The firm is headed by Carlos Pinto, who handles the banking and finance side of corporate work. Pinto is a high-profile member of Bolivia’s legal community with clients that include regional development bank FONPLATA, the Inter-American Development Bank and JP Morgan Chase, which he has advised on acquisitions and loan agreements. He also leads the way in corporate governance, where prominent agribusiness, telecoms, and inspection and certification service companies are among his clients. Ferrere is also active in telecoms, regulation, natural resources work, administrative law, insurance, tax, litigation and labour. Litigation and regulatory compliance is overseen by Lindsay Sykes, whose joining from Cleary Gottlieb Steen & Hamilton LLP represented a coup for Ferrere. In 2015, she and Pinto teamed up to help Los Angeles-based signal technology company Mojix buy software engineer TierConnect and its subsidiary CodeRoad. Another headline deal saw her assist Owens-Illinois in the Bolivian leg of its US$2.15 billion acquisition of the glass container division of Mexican glass maker Vitro. The regulatory department got a boost in 2016 with the hire of counsel Diego Bohrt, who joined the La Paz office. La Paz-based Alejandro Pemintel heads the labour and disputes practice groups. He has represented telecoms companies AXS, COMTECO and COTAS; some of Bolivia’s most important mining companies, including Glencore Xstrata, Orvana Minerals and Inti Raymi; and helped US cosmetics company Avon exit Bolivia and Mercedes-Benz Argentina sell ambulances to the Bolivian Health Ministry. Pemintel is an able litigator, representing major international corporations in disputes with public authorities. Gerardo Villagómez, former in-house counsel of Santa Cruz-based telecoms provider COTAS, joined the firm in 2015. One oil and gas client that turned to the firm for commercial and regulatory work describes Ferrere as “one of Bolivia's premier full-service law firms.”

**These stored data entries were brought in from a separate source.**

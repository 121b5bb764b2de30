//! Simple command - create a heap-backed arena and verify it.

use anyhow::{Context, Result};
use wamem_core::Arena;
use wamem_core::config::pages_spanned;

/// Run the simple command.
pub fn run(size: usize) -> Result<()> {
    let arena = Arena::simple(size).context("Failed to create simple arena")?;
    tracing::info!(arena = %arena.id(), size, "Filling simple arena");

    // SAFETY: a simple arena is `size` committed bytes owned by `arena`.
    let bytes = unsafe { std::slice::from_raw_parts_mut(arena.data().as_mut_ptr(), arena.size()) };
    let zeroed = bytes.iter().all(|b| *b == 0);
    for (i, byte) in bytes.iter_mut().enumerate() {
        *byte = (i % 251) as u8;
    }
    let verified = bytes.iter().enumerate().all(|(i, b)| *b == (i % 251) as u8);

    println!("Simple arena {}", arena.id());
    println!("  Data: {}", arena.data());
    println!("  Size: {} bytes ({} pages)", arena.size(), pages_spanned(arena.size()));
    println!("  {} zero-filled on creation", mark(zeroed));
    println!("  {} pattern written and read back", mark(verified));

    if !(zeroed && verified) {
        anyhow::bail!("Simple arena verification failed");
    }
    Ok(())
}

pub(crate) fn mark(ok: bool) -> &'static str {
    if ok { "✓" } else { "✗" }
}
//! Checked wrappers around the OS primitives used by arenas.
//!
//! Every wrapper either returns the primitive's success value or a
//! [`VmError::SystemCall`] naming the primitive and its arguments. There are
//! no partial-success states: a reservation or protection change either
//! happened completely or the caller gets an error.
//!
//! The [`raw`] submodule holds the few calls made from signal context. They
//! report failure as `false` and never allocate.

use crate::error::{Result, ResultExt, VmError, range_args};
use crate::types::Address;
use fs2::FileExt as _;
use std::fs::{File, Metadata, OpenOptions};
use std::io;
use std::os::fd::{AsRawFd, IntoRawFd};
use std::os::unix::fs::FileExt as _;
use std::path::Path;
use std::ptr;

/// Page protection applied to a range.
#[derive(Debug, Clone, Copy, PartialEq, Eq)]
pub enum Protection {
    /// No access; any touch faults.
    None,
    /// Readable only.
    ReadOnly,
    /// Readable and writable.
    ReadWrite,
}

impl Protection {
    /// Protection for a committed range.
    #[must_use]
    pub fn committed(writable: bool) -> Self {
        if writable {
            Self::ReadWrite
        } else {
            Self::ReadOnly
        }
    }

    fn as_prot(self) -> libc::c_int {
        match self {
            Self::None => libc::PROT_NONE,
            Self::ReadOnly => libc::PROT_READ,
            Self::ReadWrite => libc::PROT_READ | libc::PROT_WRITE,
        }
    }
}

const ANON_FLAGS: libc::c_int = libc::MAP_PRIVATE | libc::MAP_ANONYMOUS | libc::MAP_NORESERVE;

/// The OS page size.
pub fn page_size() -> usize {
    // SAFETY: sysconf has no memory-safety preconditions.
    let size = unsafe { libc::sysconf(libc::_SC_PAGESIZE) };
    usize::try_from(size).unwrap_or(crate::types::PAGE_SIZE)
}

/// Reserve `len` bytes of inaccessible address space at an OS-chosen base.
pub fn reserve(len: usize) -> Result<Address> {
    // SAFETY: a non-fixed anonymous mapping cannot clobber existing mappings.
    let ptr = unsafe { libc::mmap(ptr::null_mut(), len, libc::PROT_NONE, ANON_FLAGS, -1, 0) };
    if ptr == libc::MAP_FAILED {
        return Err(VmError::ReservationExhausted {
            size: len,
            source: io::Error::last_os_error(),
        });
    }
    Ok(Address::from_ptr(ptr))
}

/// Replace `[addr, addr + len)` with fresh zero-filled anonymous memory.
///
/// # Safety
///
/// The range must lie inside a reservation owned by the caller, and nothing
/// may hold references into it: its previous contents are discarded.
pub unsafe fn map_anonymous_fixed(addr: Address, len: usize, prot: Protection) -> Result<()> {
    if unsafe { raw::map_anonymous_fixed(addr, len, prot) } {
        Ok(())
    } else {
        Err(io::Error::last_os_error()).syscall("mmap", || {
            format!("{}, {prot:?}, MAP_FIXED|MAP_ANONYMOUS", range_args(addr, len))
        })
    }
}

/// Replace `[addr, addr + len)` with a shared mapping of `file` at
/// `file_offset`.
///
/// # Safety
///
/// Same contract as [`map_anonymous_fixed`].
pub unsafe fn map_file_fixed(
    addr: Address,
    len: usize,
    prot: Protection,
    file: &File,
    file_offset: u64,
) -> Result<()> {
    let offset = libc::off_t::try_from(file_offset).map_err(|_| VmError::SystemCall {
        primitive: "mmap",
        args: format!("{}, offset {file_offset}", range_args(addr, len)),
        source: io::Error::from_raw_os_error(libc::EOVERFLOW),
    })?;
    // SAFETY: the caller owns the fixed range.
    let ptr = unsafe {
        libc::mmap(
            addr.as_mut_ptr().cast(),
            len,
            prot.as_prot(),
            libc::MAP_SHARED | libc::MAP_FIXED,
            file.as_raw_fd(),
            offset,
        )
    };
    if ptr == libc::MAP_FAILED {
        return Err(io::Error::last_os_error()).syscall("mmap", || {
            format!(
                "{}, {prot:?}, MAP_FIXED|MAP_SHARED, fd {}, offset {file_offset}",
                range_args(addr, len),
                file.as_raw_fd()
            )
        });
    }
    Ok(())
}

/// Change the protection of `[addr, addr + len)`.
///
/// # Safety
///
/// The range must be owned by the caller. Revoking access to memory that
/// live references point into turns their next use into a fault.
pub unsafe fn protect(addr: Address, len: usize, prot: Protection) -> Result<()> {
    if unsafe { raw::protect(addr, len, prot) } {
        Ok(())
    } else {
        Err(io::Error::last_os_error())
            .syscall("mprotect", || format!("{}, {prot:?}", range_args(addr, len)))
    }
}

/// Unmap `[addr, addr + len)`.
///
/// # Safety
///
/// The range must be owned by the caller and never touched again.
pub unsafe fn unmap(addr: Address, len: usize) -> Result<()> {
    // SAFETY: forwarded from the caller.
    let rc = unsafe { libc::munmap(addr.as_mut_ptr().cast(), len) };
    if rc != 0 {
        return Err(io::Error::last_os_error()).syscall("munmap", || range_args(addr, len));
    }
    Ok(())
}

/// Pin `[addr, addr + len)` in physical memory.
pub fn lock_range(addr: Address, len: usize) -> Result<()> {
    // SAFETY: mlock only changes residency, never contents or protection.
    let rc = unsafe { libc::mlock(addr.as_mut_ptr().cast_const().cast(), len) };
    if rc != 0 {
        return Err(io::Error::last_os_error()).syscall("mlock", || range_args(addr, len));
    }
    Ok(())
}

/// Open `path` read-only, or read-write when `writable`.
///
/// With `create`, a missing file is created (implies read-write).
pub fn open(path: &Path, writable: bool, create: bool) -> Result<File> {
    OpenOptions::new()
        .read(true)
        .write(writable || create)
        .create(create)
        .open(path)
        .syscall("open", || {
            format!("{:?}, writable={writable}, create={create}", path.display())
        })
}

/// Close `file`, reporting the error `Drop` would swallow.
pub fn close(file: File) -> Result<()> {
    let fd = file.into_raw_fd();
    // SAFETY: `fd` was just released by `File` and is closed exactly once.
    let rc = unsafe { libc::close(fd) };
    if rc != 0 {
        return Err(io::Error::last_os_error()).syscall("close", || fd.to_string());
    }
    Ok(())
}

/// Read into `buf` from `file` at `offset`.
pub fn read_at(file: &File, buf: &mut [u8], offset: u64) -> Result<usize> {
    file.read_at(buf, offset).syscall("pread", || {
        format!("fd {}, {} bytes, offset {offset}", file.as_raw_fd(), buf.len())
    })
}

/// Write `buf` to `file` at `offset`.
pub fn write_at(file: &File, buf: &[u8], offset: u64) -> Result<usize> {
    file.write_at(buf, offset).syscall("pwrite", || {
        format!("fd {}, {} bytes, offset {offset}", file.as_raw_fd(), buf.len())
    })
}

/// Set the length of `file`.
pub fn truncate(file: &File, len: u64) -> Result<()> {
    file.set_len(len)
        .syscall("ftruncate", || format!("fd {}, {len}", file.as_raw_fd()))
}

/// Stat an open file.
pub fn stat(file: &File) -> Result<Metadata> {
    file.metadata()
        .syscall("fstat", || format!("fd {}", file.as_raw_fd()))
}

/// Take an exclusive advisory lock on `file` without blocking.
///
/// The lock is released when the file is closed.
pub fn lock_exclusive(file: &File, path: &Path) -> Result<()> {
    file.try_lock_exclusive()
        .map_err(|source| VmError::BackingFileLocked {
            path: path.to_path_buf(),
            source,
        })
}

/// Check whether `[addr, addr + len)` is readable without touching it from
/// user space.
///
/// The bytes are copied by the kernel into a pipe, which fails with
/// `EFAULT` instead of raising a fault. At most one page is probed.
pub fn probe_readable(addr: Address, len: usize) -> bool {
    let len = len.clamp(1, crate::types::PAGE_SIZE);
    let mut fds = [0 as libc::c_int; 2];
    // SAFETY: `fds` has room for the two descriptors pipe writes.
    if unsafe { libc::pipe(fds.as_mut_ptr()) } != 0 {
        return false;
    }
    // SAFETY: the kernel validates the source range and reports EFAULT.
    let written = unsafe { libc::write(fds[1], addr.as_mut_ptr().cast_const().cast(), len) };
    // SAFETY: both descriptors were created above and are closed once.
    unsafe {
        libc::close(fds[0]);
        libc::close(fds[1]);
    }
    written > 0
}

/// Allocation-free primitives for signal context.
pub mod raw {
    use super::{ANON_FLAGS, Protection};
    use crate::types::Address;

    /// `mmap(MAP_FIXED | MAP_ANONYMOUS)`; `false` on failure with errno set.
    ///
    /// # Safety
    ///
    /// See [`super::map_anonymous_fixed`].
    pub unsafe fn map_anonymous_fixed(addr: Address, len: usize, prot: Protection) -> bool {
        // SAFETY: forwarded from the caller.
        let ptr = unsafe {
            libc::mmap(
                addr.as_mut_ptr().cast(),
                len,
                prot.as_prot(),
                ANON_FLAGS | libc::MAP_FIXED,
                -1,
                0,
            )
        };
        ptr != libc::MAP_FAILED
    }

    /// `mprotect`; `false` on failure with errno set.
    ///
    /// # Safety
    ///
    /// See [`super::protect`].
    pub unsafe fn protect(addr: Address, len: usize, prot: Protection) -> bool {
        // SAFETY: forwarded from the caller.
        unsafe { libc::mprotect(addr.as_mut_ptr().cast(), len, prot.as_prot()) == 0 }
    }

    /// Write `bytes` to stderr, ignoring errors.
    pub fn write_stderr(bytes: &[u8]) {
        // SAFETY: `bytes` is a valid readable slice.
        unsafe {
            libc::write(libc::STDERR_FILENO, bytes.as_ptr().cast(), bytes.len());
        }
    }

    /// Format `value` as `0x`-prefixed hex into `buf`, returning the used
    /// prefix of `buf`.
    pub fn format_hex(value: usize, buf: &mut [u8; 18]) -> &[u8] {
        const DIGITS: &[u8; 16] = b"0123456789abcdef";
        buf[0] = b'0';
        buf[1] = b'x';
        let mut digits = [0u8; 16];
        let mut n = value;
        let mut count = 0;
        loop {
            digits[count] = DIGITS[n & 0xf];
            count += 1;
            n >>= 4;
            if n == 0 {
                break;
            }
        }
        for i in 0..count {
            buf[2 + i] = digits[count - 1 - i];
        }
        &buf[..2 + count]
    }
}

The majority of Ferrere’s clients are international, and often shared with the firm’s other offices. Agribusinesses include Cargill, and telecoms, logistics and insurance companies also feature. Los Angeles-based signal technology company Mojix, glass container manufacturer Owens-Illinois, India’s Jindal Steel & Power, Mercedes-Benz Argentina, US cosmetics company Avon, Swedish telecoms provider Ericsson, UK publisher Penguin are all recent clients. Multilaterals, such as Inter-American Development Bank and FONPLATA, also feature, as does private bank JP Morgan Chase.

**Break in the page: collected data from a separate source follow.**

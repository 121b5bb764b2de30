//! Page-fault resolution for COW arenas.
//!
//! - [`CowRegistry`]: the set of live COW windows, readable from signal
//!   context.
//! - [`FaultDispatcher`]: the process-wide SIGSEGV/SIGBUS handler that
//!   consults a registry and falls back to a lower-priority consumer.

mod dispatcher;
mod registry;

pub use dispatcher::{Fallback, FallbackHandler, FaultDispatcher, FaultStats};
pub use registry::{CowRegistry, CowSlot};

/// The dispatcher shared by every unit test in this crate.
#[cfg(test)]
pub(crate) fn test_dispatcher() -> &'static FaultDispatcher {
    use std::sync::{Arc, OnceLock};

    static DISPATCHER: OnceLock<&'static FaultDispatcher> = OnceLock::new();
    DISPATCHER.get_or_init(|| {
        FaultDispatcher::install(Arc::new(CowRegistry::default()), Fallback::Previous)
            .expect("dispatcher installs once per test binary")
    })
}
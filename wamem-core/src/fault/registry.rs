//! Registry of live COW arena windows.
//!
//! Lookups happen inside the fault handler, so the read path is a plain walk
//! over a fixed slot array with atomic loads: no allocation, no locks.
//! Writers (arena construction and destruction) serialize on a short mutex.
//!
//! A slot is published by storing its length and then its start; it is
//! retired by clearing the start and then waiting until every handler that
//! may have read the old start has left the registry. After
//! [`CowRegistry::deregister`] returns, no handler can commit a page into
//! the retired window, so its reservation can be released.

use crate::config::ArenaConfig;
use crate::error::{Result, VmError};
use crate::sys::{Protection, raw};
use crate::types::{Address, AddressRange, PAGE_SIZE};
use parking_lot::Mutex;
use std::sync::atomic::{AtomicU64, AtomicUsize, Ordering};
use std::{fmt, thread};

/// Handle to an occupied registry slot.
#[derive(Debug, Clone, Copy, PartialEq, Eq, Hash)]
pub struct CowSlot(usize);

impl CowSlot {
    /// Index into the registry's slot array.
    pub fn index(&self) -> usize {
        self.0
    }
}

impl fmt::Display for CowSlot {
    fn fmt(&self, f: &mut fmt::Formatter<'_>) -> fmt::Result {
        write!(f, "slot_{}", self.0)
    }
}

#[derive(Debug, Default)]
struct Slot {
    /// Window start; 0 while the slot is free.
    start: AtomicUsize,
    len: AtomicUsize,
    commits: AtomicU64,
}

impl Slot {
    /// Commit the page containing `addr` if it lies in this slot's window.
    fn try_commit(&self, addr: Address) -> bool {
        let start = self.start.load(Ordering::SeqCst);
        if start == 0 {
            return false;
        }
        let window = AddressRange::new(Address::new(start), self.len.load(Ordering::SeqCst));
        if !commit_page(window, addr) {
            return false;
        }
        self.commits.fetch_add(1, Ordering::Relaxed);
        true
    }
}

/// Make the page containing `addr` readable and writable if `addr` lies in
/// `window`. Async-signal-safe.
fn commit_page(window: AddressRange, addr: Address) -> bool {
    if !window.contains(addr) {
        return false;
    }
    // SAFETY: the page lies in a registered window whose reservation stays
    // mapped until its slot is retired, and retirement waits for us.
    unsafe { raw::protect(addr.page_base(), PAGE_SIZE, Protection::ReadWrite) }
}

/// Decrements the reader count when a lookup leaves the registry.
struct ReaderGuard<'a>(&'a AtomicUsize);

impl<'a> ReaderGuard<'a> {
    fn enter(readers: &'a AtomicUsize) -> Self {
        readers.fetch_add(1, Ordering::SeqCst);
        Self(readers)
    }
}

impl Drop for ReaderGuard<'_> {
    fn drop(&mut self) {
        self.0.fetch_sub(1, Ordering::SeqCst);
    }
}

/// Fixed-capacity set of live COW windows.
#[derive(Debug)]
pub struct CowRegistry {
    slots: Box<[Slot]>,
    writer: Mutex<()>,
    active_readers: AtomicUsize,
    live: AtomicUsize,
}

impl CowRegistry {
    /// Create a registry able to track `capacity` arenas at once.
    pub fn with_capacity(capacity: usize) -> Self {
        Self {
            slots: (0..capacity).map(|_| Slot::default()).collect(),
            writer: Mutex::new(()),
            active_readers: AtomicUsize::new(0),
            live: AtomicUsize::new(0),
        }
    }

    /// Create a registry sized by `config.registry_capacity`.
    pub fn from_config(config: &ArenaConfig) -> Self {
        Self::with_capacity(config.registry_capacity)
    }

    /// Maximum number of live arenas.
    pub fn capacity(&self) -> usize {
        self.slots.len()
    }

    /// Number of live arenas.
    pub fn live_count(&self) -> usize {
        self.live.load(Ordering::SeqCst)
    }

    /// Publish `window` so faults inside it are resolved.
    pub fn register(&self, window: AddressRange) -> Result<CowSlot> {
        let wraps = window.start().as_usize().checked_add(window.len()).is_none();
        if window.start().is_null() || window.is_empty() || wraps {
            return Err(VmError::InvalidLayout {
                cause: format!(
                    "cannot register window at {} with length {}",
                    window.start(),
                    window.len()
                ),
            });
        }

        let _writer = self.writer.lock();
        let Some(index) = self
            .slots
            .iter()
            .position(|slot| slot.start.load(Ordering::SeqCst) == 0)
        else {
            tracing::warn!(capacity = self.capacity(), window = %window, "COW registry is full");
            return Err(VmError::RegistryFull {
                capacity: self.capacity(),
            });
        };

        let slot = &self.slots[index];
        slot.commits.store(0, Ordering::Relaxed);
        slot.len.store(window.len(), Ordering::SeqCst);
        slot.start.store(window.start().as_usize(), Ordering::SeqCst);
        let live = self.live.fetch_add(1, Ordering::SeqCst) + 1;

        tracing::debug!(slot = index, window = %window, live, "Registered COW window");
        Ok(CowSlot(index))
    }

    /// Retire a slot, waiting out any handler still looking at it.
    pub fn deregister(&self, slot: CowSlot) {
        let _writer = self.writer.lock();
        let Some(entry) = self.slots.get(slot.0) else {
            return;
        };
        if entry.start.swap(0, Ordering::SeqCst) == 0 {
            return;
        }

        while self.active_readers.load(Ordering::SeqCst) != 0 {
            std::hint::spin_loop();
            thread::yield_now();
        }
        let live = self.live.fetch_sub(1, Ordering::SeqCst) - 1;

        tracing::debug!(
            slot = %slot,
            commits = entry.commits.load(Ordering::Relaxed),
            live,
            "Deregistered COW window"
        );
    }

    /// Resolve a fault at `addr` against every live window.
    ///
    /// Returns `true` once a window claims the address and its page has been
    /// committed. Safe to call from a signal handler.
    pub fn try_handle_fault(&self, addr: Address) -> bool {
        let _reader = ReaderGuard::enter(&self.active_readers);
        self.slots.iter().any(|slot| slot.try_commit(addr))
    }

    /// Resolve a fault at `addr` against one slot only.
    pub fn try_handle_fault_in(&self, slot: CowSlot, addr: Address) -> bool {
        let _reader = ReaderGuard::enter(&self.active_readers);
        self.slots.get(slot.0).is_some_and(|s| s.try_commit(addr))
    }

    /// The window registered in `slot`, if it is live.
    pub fn window(&self, slot: CowSlot) -> Option<AddressRange> {
        let entry = self.slots.get(slot.0)?;
        let start = entry.start.load(Ordering::SeqCst);
        (start != 0).then(|| AddressRange::new(Address::new(start), entry.len.load(Ordering::SeqCst)))
    }

    /// Pages committed through `slot` since it was registered.
    pub fn committed_pages(&self, slot: CowSlot) -> u64 {
        self.slots
            .get(slot.0)
            .map_or(0, |s| s.commits.load(Ordering::Relaxed))
    }
}

impl Default for CowRegistry {
    fn default() -> Self {
        Self::from_config(&ArenaConfig::default())
    }
}
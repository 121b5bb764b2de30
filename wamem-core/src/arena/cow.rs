//! Copy-on-write arena: every page of the data window starts inaccessible
//! and is committed read-write by the fault dispatcher on first touch.

use super::reservation::Reservation;
use crate::config::ArenaConfig;
use crate::error::Result;
use crate::fault::{CowRegistry, CowSlot, FaultDispatcher};
use crate::types::{Address, ArenaId};
use std::sync::Arc;

/// A lazily committed arena registered with a [`CowRegistry`].
#[derive(Debug)]
pub struct CowArena {
    id: ArenaId,
    slot: CowSlot,
    registry: Arc<CowRegistry>,
    reservation: Reservation,
}

impl CowArena {
    /// Reserve a window and register it with `registry`.
    ///
    /// Touching the window only works once a [`FaultDispatcher`] consulting
    /// the same registry is installed.
    pub fn new(config: &ArenaConfig, registry: &Arc<CowRegistry>) -> Result<Self> {
        let reservation = Reservation::reserve(&config.layout)?;
        let slot = registry.register(reservation.data_window())?;
        let id = ArenaId::new();

        let dispatched = FaultDispatcher::installed()
            .is_some_and(|d| Arc::ptr_eq(d.registry(), registry));
        if !dispatched {
            tracing::warn!(
                arena = %id,
                "COW arena created without a fault dispatcher for its registry; first touch will crash"
            );
        }
        tracing::info!(
            arena = %id,
            slot = %slot,
            data = %reservation.data(),
            size = reservation.layout().data_window_size,
            "Created COW arena"
        );

        Ok(Self {
            id,
            slot,
            registry: Arc::clone(registry),
            reservation,
        })
    }

    /// Arena identifier.
    pub fn id(&self) -> ArenaId {
        self.id
    }

    /// Start of the data window.
    pub fn data(&self) -> Address {
        self.reservation.data()
    }

    /// Size of the data window.
    pub fn size(&self) -> usize {
        self.reservation.layout().data_window_size
    }

    /// Registry slot held by this arena.
    pub fn slot(&self) -> CowSlot {
        self.slot
    }

    /// Commit the page containing `addr` if it lies in this arena's window.
    pub fn try_handle_fault(&self, addr: Address) -> bool {
        self.registry.try_handle_fault_in(self.slot, addr)
    }

    /// Pages committed in this arena so far.
    pub fn committed_pages(&self) -> u64 {
        self.registry.committed_pages(self.slot)
    }
}

impl Drop for CowArena {
    fn drop(&mut self) {
        let committed = self.registry.committed_pages(self.slot);
        // Deregistration waits for in-flight handlers, so the reservation
        // can be released right after.
        self.registry.deregister(self.slot);
        tracing::info!(
            arena = %self.id,
            committed_pages = committed,
            "Releasing COW arena"
        );
    }
}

The firm’s La Paz office is dedicated to administrative and regulatory work, while corporate, labour and tax are dealt with from Santa Cruz. Ferrere is a regional firm, and as well as its presence in Uruguay and Bolivia, it also has offices in Paraguay and Ecuador.


Ferrere’s lawyers make a commitment to each do 30 pro bono hours of pro bono annually. A recent project saw Ferrere provide labour, real estate and corporate advice to Fundación Alalay, an organisation that rehabilitates street children in Bolivia. Previous beneficiaries also include environmental NGO the Blacksmith Institute and MADRE, an international women’s human rights organisation, which they assisted on the rights of gay, lesbian, bisexual, transgender and intersexed individuals in Bolivia. The firm also works with the New York-based Cyrus R Vance Center for International Justice on pro bono projects; recently working with the organisation to assist the Alliance for Financial Inclusion with research on Bolivian banking and finance norms and to conduct research on the prevalence of violence against women.